Events are part of the protocol surface because XEL.xyz, wallets, indexers, GEN, and third-party providers will use them to explain state to users.

  • No private prompt, memory, key, raw asset, or decrypted Seal payload is stored on-chain.
  • Ownership and AgentCap delegation are never conflated.
  • Every delegated action checks character state, pause state, cap scope, cap expiry, and revocation nonce.
  • Treasury spends require both authority and policy approval.
  • Payment intents include nonce, deadline, recipient, amount, asset, and character ID.
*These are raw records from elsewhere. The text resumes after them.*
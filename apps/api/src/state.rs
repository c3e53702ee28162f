use std::sync::Arc;

use crate::analysis::orchestrator::Orchestrator;
use crate::config::Config;
use crate::llm_client::{CompletionModel, LlmClient};
use crate::search::{SearchClient, SearchProvider};

/// Shared application state injected into all route handlers via Axum extractors.
#[derive(Clone)]
pub struct AppState {
    pub config: Config,
    /// `None` when no model-provider key is configured; analysis requests then fail with 500.
    pub orchestrator: Option<Arc<Orchestrator>>,
}

impl AppState {
    pub fn new(
        config: Config,
        model: Option<Arc<dyn CompletionModel>>,
        search: Option<Arc<dyn SearchProvider>>,
    ) -> Self {
        let orchestrator = model
            .map(|model| Arc::new(Orchestrator::new(model, search, config.stage_delay)));
        Self {
            config,
            orchestrator,
        }
    }

    /// Wires the production model and search clients from configuration.
    pub fn from_config(config: Config) -> Self {
        let model = config.anthropic_api_key.clone().map(|key| {
            Arc::new(LlmClient::new(key, config.llm_api_url.clone())) as Arc<dyn CompletionModel>
        });
        let search = config
            .search_settings()
            .map(|settings| Arc::new(SearchClient::new(settings)) as Arc<dyn SearchProvider>);
        Self::new(config, model, search)
    }
}
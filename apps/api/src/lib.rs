pub mod analysis;
pub mod client;
pub mod config;
pub mod errors;
pub mod llm_client;
pub mod routes;
pub mod search;
pub mod state;

#[cfg(test)]
mod test_support;
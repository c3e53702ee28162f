use anyhow::Result;
use std::net::SocketAddr;
use tower_http::{cors::CorsLayer, trace::TraceLayer};
use tracing::{info, warn};
use tracing_subscriber::{layer::SubscriberExt, util::SubscriberInitExt, EnvFilter};

use flowgpt_api::config::Config;
use flowgpt_api::llm_client;
use flowgpt_api::routes::build_router;
use flowgpt_api::state::AppState;

#[tokio::main]
async fn main() -> Result<()> {
    // Load configuration first (fails on malformed values)
    let config = Config::from_env()?;

    // Initialize structured logging
    tracing_subscriber::registry()
        .with(EnvFilter::try_from_default_env().unwrap_or_else(|_| {
            EnvFilter::new(format!(
                "{}={level},tower_http={level}",
                env!("CARGO_CRATE_NAME"),
                level = &config.rust_log
            ))
        }))
        .with(tracing_subscriber::fmt::layer())
        .init();

    info!("Starting FlowGPT API v{}", env!("CARGO_PKG_VERSION"));

    let state = AppState::from_config(config.clone());

    if state.orchestrator.is_some() {
        info!("LLM client initialized (model: {})", llm_client::MODEL);
    } else {
        warn!("ANTHROPIC_API_KEY is not set; analysis requests will fail until it is configured");
    }

    match config.search_settings() {
        Some(settings) => info!("Company search enabled ({})", settings.url),
        None => info!("Company search disabled (SEARCH_API_URL and SEARCH_API_KEY not both set)"),
    }

    info!("Stage pacing delay: {}ms", config.stage_delay.as_millis());

    // Build router
    let app = build_router(state)
        .layer(TraceLayer::new_for_http())
        .layer(CorsLayer::permissive());

    let addr: SocketAddr = format!("0.0.0.0:{}", config.port).parse()?;
    info!("Listening on {addr}");

    let listener = tokio::net::TcpListener::bind(addr).await?;
    axum::serve(listener, app).await?;

    Ok(())
}
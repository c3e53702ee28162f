use serde_json::Value;

use crate::analysis::events::{ProgressEvent, STATUS_COMPLETED, STATUS_ERROR};

/// Client-side view of one analysis, folded from the event stream.
#[derive(Debug, Clone, Default, PartialEq)]
pub enum PollState {
    #[default]
    Idle,
    InProgress {
        progress: u8,
        message: String,
    },
    Succeeded(Value),
    Failed(String),
}

impl PollState {
    /// Pure transition. Finished states absorb any further events.
    pub fn apply(self, event: &ProgressEvent) -> Self {
        if self.is_finished() {
            return self;
        }

        match event.status.as_str() {
            STATUS_ERROR => Self::Failed(event.message.clone()),
            STATUS_COMPLETED => match &event.result {
                Some(result) => Self::Succeeded(result.clone()),
                None => Self::Failed("Analysis completed without a result".to_string()),
            },
            _ => Self::InProgress {
                progress: event.progress,
                message: event.message.clone(),
            },
        }
    }

    pub fn is_finished(&self) -> bool {
        matches!(self, Self::Succeeded(_) | Self::Failed(_))
    }
}

pub fn fold_events<'a, I>(events: I) -> PollState
where
    I: IntoIterator<Item = &'a ProgressEvent>,
{
    events
        .into_iter()
        .fold(PollState::Idle, |state, event| state.apply(event))
}
//! Web search client used to enrich company research with recent public information.
//!
//! Search is strictly best-effort: callers log and discard every `SearchError`.

use async_trait::async_trait;
use reqwest::Client;
use serde::{Deserialize, Serialize};
use thiserror::Error;
use tracing::debug;

use crate::config::SearchSettings;

/// Upper bound on documents folded into a prompt.
pub const MAX_CONTEXT_DOCUMENTS: usize = 5;

#[derive(Debug, Error)]
pub enum SearchError {
    #[error("HTTP error: {0}")]
    Http(#[from] reqwest::Error),

    #[error("Search API error (status {status}): {message}")]
    Api { status: u16, message: String },
}

/// One hit returned by the search provider.
#[derive(Debug, Clone, PartialEq, Serialize, Deserialize)]
pub struct SearchResultDocument {
    pub title: String,
    #[serde(default)]
    pub snippet: String,
    pub url: String,
}

#[derive(Debug, Deserialize)]
struct SearchResponse {
    #[serde(default)]
    results: Vec<SearchResultDocument>,
}

#[async_trait]
pub trait SearchProvider: Send + Sync {
    async fn search(&self, query: &str) -> Result<Vec<SearchResultDocument>, SearchError>;
}

/// HTTP search provider: `GET {url}?q=<query>` with a bearer key.
#[derive(Clone)]
pub struct SearchClient {
    client: Client,
    settings: SearchSettings,
}

impl SearchClient {
    pub fn new(settings: SearchSettings) -> Self {
        Self {
            client: Client::builder()
                .timeout(std::time::Duration::from_secs(15))
                .build()
                .expect("Failed to build HTTP client"),
            settings,
        }
    }
}

#[async_trait]
impl SearchProvider for SearchClient {
    async fn search(&self, query: &str) -> Result<Vec<SearchResultDocument>, SearchError> {
        let response = self
            .client
            .get(&self.settings.url)
            .bearer_auth(&self.settings.api_key)
            .query(&[("q", query)])
            .send()
            .await?;

        let status = response.status();
        if !status.is_success() {
            let message = response.text().await.unwrap_or_default();
            return Err(SearchError::Api {
                status: status.as_u16(),
                message,
            });
        }

        let body: SearchResponse = response.json().await?;
        debug!("Search returned {} documents", body.results.len());
        Ok(body.results)
    }
}

/// Query sent to the provider for a company research request.
pub fn company_query(company: &str, position: &str) -> String {
    format!("{company} company {position} culture news")
}

/// Renders search hits as a prompt section. Returns `None` when there is nothing to add.
pub fn render_context(documents: &[SearchResultDocument]) -> Option<String> {
    if documents.is_empty() {
        return None;
    }

    let mut context = String::from("Recent information found on the web:\n");
    for (i, doc) in documents.iter().take(MAX_CONTEXT_DOCUMENTS).enumerate() {
        context.push_str(&format!(
            "\n[{}] {}\n{}\nSource: {}\n",
            i + 1,
            doc.title.trim(),
            doc.snippet.trim(),
            doc.url.trim()
        ));
    }
    Some(context)
}
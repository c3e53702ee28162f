use axum::{extract::State, Json};
use serde_json::{json, Value};

use crate::state::AppState;

/// GET /health
/// Returns service status plus which upstream collaborators are configured.
pub async fn health_handler(State(state): State<AppState>) -> Json<Value> {
    Json(json!({
        "status": "ok",
        "version": env!("CARGO_PKG_VERSION"),
        "service": "flowgpt-api",
        "model_configured": state.orchestrator.is_some(),
        "search_enabled": state.config.search_settings().is_some()
    }))
}
//! Analysis Orchestrator — drives one analysis request from the first progress
//! event to exactly one terminal event.
//!
//! Flow: started → type-specific stages → analyzing → processing (1..=3 attempts)
//!       → formatting → completed, or error from any point.
//!
//! The type-specific stages are pacing for the client UI. Only the search call
//! (company), the question set call (mock_interview) and the analysis call do work.

use std::sync::Arc;
use std::time::Duration;

use serde_json::Value;
use thiserror::Error;
use tracing::{error, info, info_span, warn, Instrument};
use uuid::Uuid;

use crate::analysis::events::{
    EventSink, ProgressEvent, ANALYZING, FORMATTING, PROCESSING_BASE, PROCESSING_STATUS,
    PROCESSING_STEP, STARTED,
};
use crate::analysis::formatter::format_result;
use crate::analysis::interview::{QuestionCategory, QuestionSet, QuestionSetError};
use crate::analysis::models::{AnalysisKind, AnalysisRequest};
use crate::analysis::prompts::{append_context, build_prompts, build_question_set_prompts};
use crate::analysis::validation::{validate, AnalysisResult, ValidationError};
use crate::llm_client::{strip_json_fences, ChatMessage, CompletionModel, LlmError};
use crate::search::{company_query, render_context, SearchProvider};

/// Model attempts per analysis before the last failure is reported.
pub const MAX_ANALYSIS_ATTEMPTS: u32 = 3;

#[derive(Debug, Error)]
pub enum AnalysisError {
    #[error("AI service error: {0}")]
    Llm(#[from] LlmError),

    #[error("AI response was not valid JSON: {0}")]
    InvalidJson(#[from] serde_json::Error),

    #[error("AI response was incomplete: {0}")]
    Schema(#[from] ValidationError),

    #[error("AI response was not a usable question set: {0}")]
    InvalidQuestions(#[from] QuestionSetError),

    #[error("Failed to generate interview questions: {0}")]
    QuestionSet(#[source] Box<AnalysisError>),

    #[error("Failed to encode analysis result: {0}")]
    Encode(#[source] serde_json::Error),
}

pub struct Orchestrator {
    model: Arc<dyn CompletionModel>,
    search: Option<Arc<dyn SearchProvider>>,
    stage_delay: Duration,
}
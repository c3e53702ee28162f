//! Progress events — one JSON object per line of the analysis response stream.

use serde::{Deserialize, Serialize};
use serde_json::Value;
use tokio::sync::mpsc;
use tracing::debug;

pub const STATUS_COMPLETED: &str = "completed";
pub const STATUS_ERROR: &str = "error";

/// One line of the analysis stream. `result` is present on `completed` and on
/// `questions_ready`.
#[derive(Debug, Clone, PartialEq, Serialize, Deserialize)]
pub struct ProgressEvent {
    pub status: String,
    pub message: String,
    pub progress: u8,
    #[serde(default, skip_serializing_if = "Option::is_none")]
    pub icon: Option<String>,
    #[serde(default, skip_serializing_if = "Option::is_none")]
    pub result: Option<Value>,
}

impl ProgressEvent {
    pub fn stage(status: &str, message: impl Into<String>, progress: u8, icon: &str) -> Self {
        Self {
            status: status.to_string(),
            message: message.into(),
            progress: progress.min(100),
            icon: Some(icon.to_string()),
            result: None,
        }
    }

    pub fn with_result(mut self, result: Value) -> Self {
        self.result = Some(result);
        self
    }

    pub fn completed(result: Value) -> Self {
        Self::stage(STATUS_COMPLETED, "Analysis complete", 100, "check-circle").with_result(result)
    }

    pub fn error(message: impl Into<String>) -> Self {
        Self::stage(STATUS_ERROR, message, 0, "alert-circle")
    }

    pub fn is_terminal(&self) -> bool {
        self.status == STATUS_COMPLETED || self.status == STATUS_ERROR
    }

    /// Newline-delimited JSON framing.
    pub fn to_line(&self) -> Result<String, serde_json::Error> {
        let mut line = serde_json::to_string(self)?;
        line.push('\n');
        Ok(line)
    }
}

/// A cosmetic pipeline stage with a fixed position in the progress bar.
#[derive(Debug, Clone, Copy, PartialEq, Eq)]
pub struct Stage {
    pub status: &'static str,
    pub message: &'static str,
    pub progress: u8,
    pub icon: &'static str,
}

impl Stage {
    pub fn event(&self) -> ProgressEvent {
        ProgressEvent::stage(self.status, self.message, self.progress, self.icon)
    }
}

pub const STARTED: Stage = Stage {
    status: "started",
    message: "Starting analysis",
    progress: 0,
    icon: "rocket",
};

pub const ANALYZING: Stage = Stage {
    status: "analyzing",
    message: "Analyzing with AI",
    progress: 40,
    icon: "brain",
};

pub const FORMATTING: Stage = Stage {
    status: "formatting",
    message: "Formatting results",
    progress: 90,
    icon: "sparkles",
};

pub const PROCESSING_STATUS: &str = "processing";
/// Progress of the first model attempt; each retry adds `PROCESSING_STEP`.
pub const PROCESSING_BASE: u8 = 50;
pub const PROCESSING_STEP: u8 = 10;

/// Write half of the response stream. Send failures mean the client went away;
/// the pipeline keeps running to completion regardless.
#[derive(Debug, Clone)]
pub struct EventSink {
    tx: mpsc::Sender<ProgressEvent>,
}

impl EventSink {
    pub fn new(tx: mpsc::Sender<ProgressEvent>) -> Self {
        Self { tx }
    }

    pub async fn emit(&self, event: ProgressEvent) {
        if self.tx.send(event).await.is_err() {
            debug!("Progress receiver dropped; continuing without a listener");
        }
    }
}
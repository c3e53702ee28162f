use std::fmt;

use serde::{Deserialize, Serialize};

use crate::errors::AppError;

/// Selects prompt templates and the result schema.
#[derive(Debug, Clone, Copy, PartialEq, Eq, Hash, Serialize, Deserialize)]
#[serde(rename_all = "snake_case")]
pub enum AnalysisKind {
    Resume,
    Company,
    MockInterview,
}

impl AnalysisKind {
    pub fn as_str(&self) -> &'static str {
        match self {
            Self::Resume => "resume",
            Self::Company => "company",
            Self::MockInterview => "mock_interview",
        }
    }

    pub fn parse(raw: &str) -> Option<Self> {
        match raw {
            "resume" => Some(Self::Resume),
            "company" => Some(Self::Company),
            "mock_interview" => Some(Self::MockInterview),
            _ => None,
        }
    }
}

impl fmt::Display for AnalysisKind {
    fn fmt(&self, f: &mut fmt::Formatter<'_>) -> fmt::Result {
        f.write_str(self.as_str())
    }
}

// ────────────────────────────────────────────────────────────────────────────
// Wire format
// ────────────────────────────────────────────────────────────────────────────

/// Body of `POST /api/flowgpt` exactly as sent. Every field is optional here so
/// that missing fields produce our own 400 messages instead of a rejection.
#[derive(Debug, Clone, Default, Serialize, Deserialize)]
pub struct AnalysisRequestBody {
    #[serde(rename = "type", default, skip_serializing_if = "Option::is_none")]
    pub kind: Option<String>,
    #[serde(default, skip_serializing_if = "Option::is_none")]
    pub data: Option<AnalysisRequestData>,
}

#[derive(Debug, Clone, Default, Serialize, Deserialize)]
pub struct AnalysisRequestData {
    #[serde(default, skip_serializing_if = "Option::is_none")]
    pub content: Option<String>,
    #[serde(default, skip_serializing_if = "Option::is_none")]
    pub position: Option<String>,
    #[serde(default, skip_serializing_if = "Option::is_none")]
    pub company: Option<String>,
}

// ────────────────────────────────────────────────────────────────────────────
// Validated request
// ────────────────────────────────────────────────────────────────────────────

/// A request that passed entry validation. Each variant carries exactly the
/// fields its analysis needs.
#[derive(Debug, Clone, PartialEq, Eq)]
pub enum AnalysisRequest {
    Resume {
        content: String,
        position: String,
    },
    Company {
        company: String,
        position: String,
        /// Optional extra notes from the user.
        content: Option<String>,
    },
    MockInterview {
        content: String,
        position: String,
    },
}

impl AnalysisRequest {
    pub fn kind(&self) -> AnalysisKind {
        match self {
            Self::Resume { .. } => AnalysisKind::Resume,
            Self::Company { .. } => AnalysisKind::Company,
            Self::MockInterview { .. } => AnalysisKind::MockInterview,
        }
    }

    pub fn position(&self) -> &str {
        match self {
            Self::Resume { position, .. }
            | Self::Company { position, .. }
            | Self::MockInterview { position, .. } => position,
        }
    }

    /// Converts the wire body, rejecting the first missing required field.
    pub fn from_body(body: AnalysisRequestBody) -> Result<Self, AppError> {
        let (raw_kind, data) = match (body.kind, body.data) {
            (Some(kind), Some(data)) => (kind, data),
            _ => {
                return Err(AppError::Validation(
                    "Analysis type and data are required".to_string(),
                ))
            }
        };

        let kind = AnalysisKind::parse(raw_kind.trim()).ok_or_else(|| {
            AppError::Validation(format!(
                "Invalid analysis type '{raw_kind}'. Expected one of: resume, company, mock_interview"
            ))
        })?;

        let position = non_blank(data.position)
            .ok_or_else(|| AppError::Validation("Position is required".to_string()))?;
        let content = non_blank(data.content);

        match kind {
            AnalysisKind::Resume => {
                let content = content.ok_or_else(|| {
                    AppError::Validation("Resume content is required for resume analysis".into())
                })?;
                Ok(Self::Resume { content, position })
            }
            AnalysisKind::Company => {
                let company = non_blank(data.company).ok_or_else(|| {
                    AppError::Validation("Company name is required for company research".into())
                })?;
                Ok(Self::Company {
                    company,
                    position,
                    content,
                })
            }
            AnalysisKind::MockInterview => {
                let content = content.ok_or_else(|| {
                    AppError::Validation(
                        "Background content is required for mock interview preparation".into(),
                    )
                })?;
                Ok(Self::MockInterview { content, position })
            }
        }
    }
}

fn non_blank(value: Option<String>) -> Option<String> {
    value
        .map(|v| v.trim().to_string())
        .filter(|v| !v.is_empty())
}
//! Shared CLI helpers — banner and formatted printing.

use colored::Colorize;

use chatbox_core::config::ApiConfig;
use chatbox_core::session::SessionManager;

/// Print the banner shown at REPL start.
pub fn print_banner() {
    let version = env!("CARGO_PKG_VERSION");
    println!();
    println!("{}  v{}", "💬 Chatbox".cyan().bold(), version.dimmed());
    println!(
        "{}",
        "Type a message, \"/help\" for commands, or \"exit\" to quit.".dimmed()
    );
    println!();
}

/// Print all sessions, most recently updated first, marking the current one.
pub fn print_sessions(manager: &SessionManager) {
    let sessions = manager.list_sessions();
    if sessions.is_empty() {
        println!("{}", "No conversations yet.".dimmed());
        return;
    }

    let current_id = manager.current_session().map(|s| s.id.clone());
    for (index, session) in sessions.iter().enumerate() {
        let marker = if Some(&session.id) == current_id.as_ref() {
            "*"
        } else {
            " "
        };
        println!(
            "{} {:>3}. {}  {}",
            marker,
            index + 1,
            session.title.bold(),
            format!(
                "({} messages, {})",
                session.messages.len(),
                format_timestamp(session.updated_at)
            )
            .dimmed()
        );
    }
}

/// Print the active configuration with the key masked.
pub fn print_config(config: &ApiConfig) {
    println!("endpoint:      {}", config.endpoint);
    println!("model:         {}", config.model);
    println!("temperature:   {}", config.temperature);
    println!("max tokens:    {}", config.max_tokens);
    println!("api key:       {}", mask_key(&config.api_key));
    println!(
        "system prompt: {}",
        if config.system_prompt.is_empty() {
            "(none)".to_string()
        } else {
            config.system_prompt.clone()
        }
    );
}

/// Render a millisecond timestamp as local `YYYY-MM-DD HH:MM`.
pub fn format_timestamp(millis: i64) -> String {
    match chrono::DateTime::from_timestamp_millis(millis) {
        Some(utc) => utc
            .with_timezone(&chrono::Local)
            .format("%Y-%m-%d %H:%M")
            .to_string(),
        None => "?".to_string(),
    }
}

/// Show just enough of a key to recognize it.
pub fn mask_key(key: &str) -> String {
    if key.is_empty() {
        return "(not set)".to_string();
    }
    let head: String = key.chars().take(6).collect();
    format!("{head}…")
}

// ─────────────────────────────────────────────
// Tests
// ─────────────────────────────────────────────
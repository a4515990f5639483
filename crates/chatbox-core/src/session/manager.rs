//! Session manager — in-memory conversation state with write-through JSON
//! persistence.
//!
//! Owns the full session list, the current-session pointer, and the active
//! `ApiConfig`. Every mutating operation rewrites the affected document
//! before returning, so a restart never observes state older than the last
//! completed mutation.
//!
//! The current session is tracked by id and resolved by lookup on every
//! access, so deleting a session can never leave a dangling reference.
//! Mutating operations take `&mut self`; a multithreaded host wraps the
//! manager in a mutex.

use std::path::PathBuf;

use serde::{Deserialize, Serialize};
use tracing::warn;

use crate::config::{self, ApiConfig};
use crate::types::{Message, Role, Session, DEFAULT_TITLE};
use crate::utils;

use super::store::{SessionStore, StoreError};

/// Maximum characters of the first user message used for a session title.
const TITLE_MAX_CHARS: usize = 30;

// ─────────────────────────────────────────────
// SessionManager
// ─────────────────────────────────────────────

pub struct SessionManager {
    store: SessionStore,
    /// All sessions, newest-created first.
    sessions: Vec<Session>,
    /// Id of the session the conversation is bound to, if any.
    current_id: Option<String>,
    config: ApiConfig,
}

impl SessionManager {
    /// Create a manager rooted at `data_dir` (default `~/.chatbox/`).
    ///
    /// Sessions and config load independently; a corrupt or unreadable
    /// document falls back to empty/defaults with a logged diagnostic.
    /// Initialization itself only fails if the data directory cannot be
    /// created.
    pub fn new(data_dir: Option<PathBuf>) -> std::io::Result<Self> {
        let store = SessionStore::new(data_dir)?;

        let sessions = store.load_sessions().unwrap_or_else(|e| {
            warn!("failed to load sessions, starting empty: {}", e);
            Vec::new()
        });
        let config = store.load_config().unwrap_or_else(|e| {
            warn!("failed to load config, using defaults: {}", e);
            ApiConfig::default()
        });
        let config = config::apply_env_overrides(config);

        // The most recently updated session resumes as current.
        let current_id = most_recent_id(&sessions);

        Ok(SessionManager {
            store,
            sessions,
            current_id,
            config,
        })
    }

    // ── Session management ──

    /// Create a new empty session, make it current, and persist.
    pub fn create_session(&mut self) -> Result<Session, StoreError> {
        let session = Session::new();
        self.current_id = Some(session.id.clone());
        self.sessions.insert(0, session.clone());
        self.store.save_sessions(&self.sessions)?;
        Ok(session)
    }

    /// The session the conversation is bound to, if any.
    pub fn current_session(&self) -> Option<&Session> {
        let id = self.current_id.as_deref()?;
        self.sessions.iter().find(|s| s.id == id)
    }

    /// Point the conversation at another session. Unknown ids are ignored.
    pub fn set_current(&mut self, id: &str) {
        if self.sessions.iter().any(|s| s.id == id) {
            self.current_id = Some(id.to_string());
        }
    }

    /// All sessions, most recently updated first. Ties keep their relative
    /// creation order.
    pub fn list_sessions(&self) -> Vec<Session> {
        let mut sessions = self.sessions.clone();
        sessions.sort_by(|a, b| b.updated_at.cmp(&a.updated_at));
        sessions
    }

    /// Remove a session and persist.
    ///
    /// If it was current, the most recently updated remaining session takes
    /// its place, or none remains current.
    pub fn delete_session(&mut self, id: &str) -> Result<(), StoreError> {
        self.sessions.retain(|s| s.id != id);
        if self.current_id.as_deref() == Some(id) {
            self.current_id = most_recent_id(&self.sessions);
        }
        self.store.save_sessions(&self.sessions)
    }

    // ── Message management ──

    /// Append a message to the current session, creating one first if none
    /// exists, then persist.
    ///
    /// The first user message of a placeholder-titled session also names it.
    pub fn add_message(
        &mut self,
        role: Role,
        content: impl Into<String>,
    ) -> Result<Message, StoreError> {
        if self.current_session().is_none() {
            let session = Session::new();
            self.current_id = Some(session.id.clone());
            self.sessions.insert(0, session);
        }

        let message = Message::new(role, content);
        if let Some(session) = self.current_session_mut() {
            session.messages.push(message.clone());
            session.touch();
            if role == Role::User && session.title == DEFAULT_TITLE {
                session.title = utils::derive_title(&message.content, TITLE_MAX_CHARS);
            }
        }

        self.store.save_sessions(&self.sessions)?;
        Ok(message)
    }

    /// Replace the content of the current session's last message (used to
    /// finalize a streamed assistant reply), then persist.
    ///
    /// No-op without a current session or without messages.
    pub fn replace_last_message_content(
        &mut self,
        content: impl Into<String>,
    ) -> Result<(), StoreError> {
        let Some(session) = self.current_session_mut() else {
            return Ok(());
        };
        let Some(last) = session.messages.last_mut() else {
            return Ok(());
        };

        last.content = content.into();
        session.touch();
        self.store.save_sessions(&self.sessions)
    }

    /// Empty the current session and reset its title to the placeholder,
    /// then persist. The session itself (and its id) survive.
    pub fn clear_current_session(&mut self) -> Result<(), StoreError> {
        let Some(session) = self.current_session_mut() else {
            return Ok(());
        };

        session.messages.clear();
        session.title = DEFAULT_TITLE.to_string();
        session.touch();
        self.store.save_sessions(&self.sessions)
    }

    // ── Configuration ──

    /// The active configuration.
    pub fn config(&self) -> &ApiConfig {
        &self.config
    }

    /// Replace the active configuration and persist it immediately.
    pub fn set_config(&mut self, config: ApiConfig) -> Result<(), StoreError> {
        self.config = config;
        self.store.save_config(&self.config)
    }

    // ── Export / Import ──

    /// Serialize all sessions plus a key-less config view to pretty JSON.
    pub fn export_snapshot(&self) -> Result<String, StoreError> {
        let snapshot = Snapshot {
            sessions: self
                .sessions
                .iter()
                .map(|s| SnapshotSession {
                    id: s.id.clone(),
                    title: s.title.clone(),
                    messages: s
                        .messages
                        .iter()
                        .map(|m| SnapshotMessage {
                            role: m.role,
                            content: m.content.clone(),
                            timestamp: m.timestamp,
                        })
                        .collect(),
                })
                .collect(),
            config: SnapshotConfig {
                endpoint: self.config.endpoint.clone(),
                model: self.config.model.clone(),
                temperature: self.config.temperature,
                max_tokens: self.config.max_tokens,
            },
        };

        Ok(serde_json::to_string_pretty(&snapshot)?)
    }

    /// Replace the whole session list with the snapshot's sessions, then
    /// persist.
    ///
    /// Malformed input fails before any state changes. The config is left
    /// untouched. On success the first imported session becomes current.
    pub fn import_snapshot(&mut self, text: &str) -> Result<(), StoreError> {
        let snapshot: Snapshot = serde_json::from_str(text)?;

        let now = utils::now_millis();
        let sessions: Vec<Session> = snapshot
            .sessions
            .into_iter()
            .map(|s| Session {
                id: s.id,
                title: s.title,
                messages: s
                    .messages
                    .into_iter()
                    .map(|m| Message {
                        id: uuid::Uuid::new_v4().to_string(),
                        role: m.role,
                        content: m.content,
                        timestamp: m.timestamp,
                    })
                    .collect(),
                updated_at: now,
            })
            .collect();

        self.current_id = sessions.first().map(|s| s.id.clone());
        self.sessions = sessions;
        self.store.save_sessions(&self.sessions)
    }

    // ── Internal ──

    fn current_session_mut(&mut self) -> Option<&mut Session> {
        let id = self.current_id.clone()?;
        self.sessions.iter_mut().find(|s| s.id == id)
    }
}

/// Id of the most recently updated session; the earliest-listed wins ties,
/// matching the ordering of [`SessionManager::list_sessions`].
fn most_recent_id(sessions: &[Session]) -> Option<String> {
    let mut best: Option<&Session> = None;
    for session in sessions {
        if best.map_or(true, |b| session.updated_at > b.updated_at) {
            best = Some(session);
        }
    }
    best.map(|s| s.id.clone())
}

// ─────────────────────────────────────────────
// Snapshot format (export/import)
// ─────────────────────────────────────────────

/// Message record inside a snapshot: no id, it is regenerated on import.
#[derive(Debug, Serialize, Deserialize)]
struct SnapshotMessage {
    role: Role,
    content: String,
    timestamp: i64,
}

#[derive(Debug, Serialize, Deserialize)]
struct SnapshotSession {
    id: String,
    title: String,
    messages: Vec<SnapshotMessage>,
}

/// Reduced config view: the secret key is deliberately omitted.
#[derive(Debug, Serialize, Deserialize)]
#[serde(rename_all = "camelCase")]
struct SnapshotConfig {
    endpoint: String,
    model: String,
    temperature: f64,
    max_tokens: u32,
}

#[derive(Debug, Serialize, Deserialize)]
struct Snapshot {
    sessions: Vec<SnapshotSession>,
    config: SnapshotConfig,
}

// ─────────────────────────────────────────────
// Tests
// ─────────────────────────────────────────────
  • Guardian recovery has threshold, timelock, owner cancellation, and event trail.
  • Circuit breaker is scoped and cannot seize ownership or funds.
  • Migration requires current owner signature and package/version binding.
  • Immutable v1 behavior cannot be changed through package upgrade authority.
  • All policy-changing functions emit events.
  • Should LivingCharacter be owned by the owner wallet, shared with owner authority fields, or split between owned root and shared policy objects?
  • Which actions require owner-only authority versus scoped AgentCap authority?
  • Should guardian addresses be public addresses or hashed commitments until used?
  • Which treasury policy defaults are safe for a newly minted character?
  • Should provider capability registry updates be open attestations, owner-curated allowlists, or both?
  • What exact typed-data format should wallets use for migration and payment intents?
  • How should Solana/Base linked-wallet futures be represented without expanding the v1 auth scope prematurely?